Police officers conduct a preliminary re-enactment at Olivier Cafe. |
An Indonesian Australian woman charged with the fatal cyanide poisoning of her friend must be executed if found guilty to prevent copycat murders, the dead woman’s father says.
Justice Minister Michael Keenan and Indonesian Law Minister Yasonna Laoly have confirmed Indonesia gave an undertaking in return for Australian Federal Police co-operation in the case that the death penalty would be taken off the table for Indonesian-born Australian permanent resident Jessica Wongso.

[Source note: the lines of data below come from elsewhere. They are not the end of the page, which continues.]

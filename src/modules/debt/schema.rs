use rust_decimal::Decimal;
use serde::{Deserialize, Serialize};
use sqlx::prelude::{FromRow, Type};
use uuid::Uuid;

#[derive(Debug, PartialEq, Eq, Clone, Copy, Default, Type, Serialize, Deserialize)]
#[sqlx(type_name = "debt_status", rename_all = "lowercase")]
#[serde(rename_all = "lowercase")]
pub enum DebtStatus {
    #[default]
    Pending,
    Paid,
    Void,
}

#[derive(Debug, Clone, Serialize, FromRow)]
#[serde(rename_all = "camelCase")]
pub struct DebtEntity {
    pub id: Uuid,
    pub created_by: Uuid,
    pub lender_name: String,
    pub lender_id: Option<Uuid>,
    pub lendee_name: String,
    pub lendee_id: Option<Uuid>,
    pub currency: String,
    pub amount: Decimal,
    pub title: String,
    pub description: Option<String>,
    pub deadline: Option<chrono::DateTime<chrono::Utc>>,
    pub status: DebtStatus,
    pub created_at: chrono::DateTime<chrono::Utc>,
    pub updated_at: chrono::DateTime<chrono::Utc>,
}

#[cfg(test)]
impl DebtEntity {
    pub fn is_party(&self, user_id: &Uuid) -> bool {
        self.lender_id == Some(*user_id) || self.lendee_id == Some(*user_id)
    }

    pub fn is_visible_to(&self, user_id: &Uuid) -> bool {
        self.created_by == *user_id || self.is_party(user_id)
    }
}

/// `pay`: debts the caller owes. `receive`: debts owed to the caller.
#[derive(Debug, Clone, Copy, PartialEq, Eq, Deserialize)]
#[serde(rename_all = "lowercase")]
pub enum DebtFilter {
    Pay,
    Receive,
}

/// Row condition for a debt listing, with the caller bound to `$1`.
pub fn party_condition(filter: Option<DebtFilter>) -> &'static str {
    match filter {
        Some(DebtFilter::Pay) => "lendee_id = $1",
        Some(DebtFilter::Receive) => "lender_id = $1",
        None => "(lender_id = $1 OR lendee_id = $1)",
    }
}

/// In-process twin of [`party_condition`].
#[cfg(test)]
pub fn party_matches(filter: Option<DebtFilter>, user_id: &Uuid, debt: &DebtEntity) -> bool {
    match filter {
        Some(DebtFilter::Pay) => debt.lendee_id == Some(*user_id),
        Some(DebtFilter::Receive) => debt.lender_id == Some(*user_id),
        None => debt.is_party(user_id),
    }
}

Ministerial approval is a necessary condition for Australian assistance in investigating crimes that could lead to the death penalty, after the AFP tip-off that ultimately led to the execution last year of Bali Nine ringleaders Andrew Chan and Myuran Sukumaran.
Dermawan Salihin, 64, told The Australian yesterday that this should not affect the Indonesian judges’ final sentencing decision should Ms Wongso be found guilty of his daughter’s murder. “If this girl manages to get away then the same thing can happen to other people. Somebody can just poison another person and get away with it,” the Jakarta businessman said. “This girl has to be killed as an example so nobody else follows what she has done. Everybody in Indonesia is watching this.”
Ms Salihin (left) and Ms Wongso (right) |
An autopsy confirmed Ms Salihin died of cyanide poisoning soon after drinking a Vietnamese iced-coffee ordered for her by Ms Wongso. The case has become a tabloid staple, fuelling salacious speculation over the motives for Salihin’s killing and a ghoulish boom in business for the Olivier cafe where she was killed. “Everybody calls it Mirna’s coffee; ‘I’ll have a Mirna’s coffee, but without the cyanide’,” Mr Salihin said.
Police say CCTV footage shows Ms Wongso arriving at the cafe an hour before Salihin and a third friend, ordering drinks and waiting alone at the table.
Just before her arrest, Ms Wongso told an interviewer on Indonesian TV that she had no idea what was happening when Salihin became ill after sipping her drink. “I was thinking, ‘What is wrong with her? At that time I didn’t think anything more. I thought it might be a heart attack, but it’s not possible, she’s still so young.”
Indonesian police travelled to Australia in February, where they are understood to have interviewed former work colleagues of Ms Wongso at the NSW Ambulance Service. Potassium cyanide is a chemical commonly used in goldmining and is cheap and readily available in Indonesia.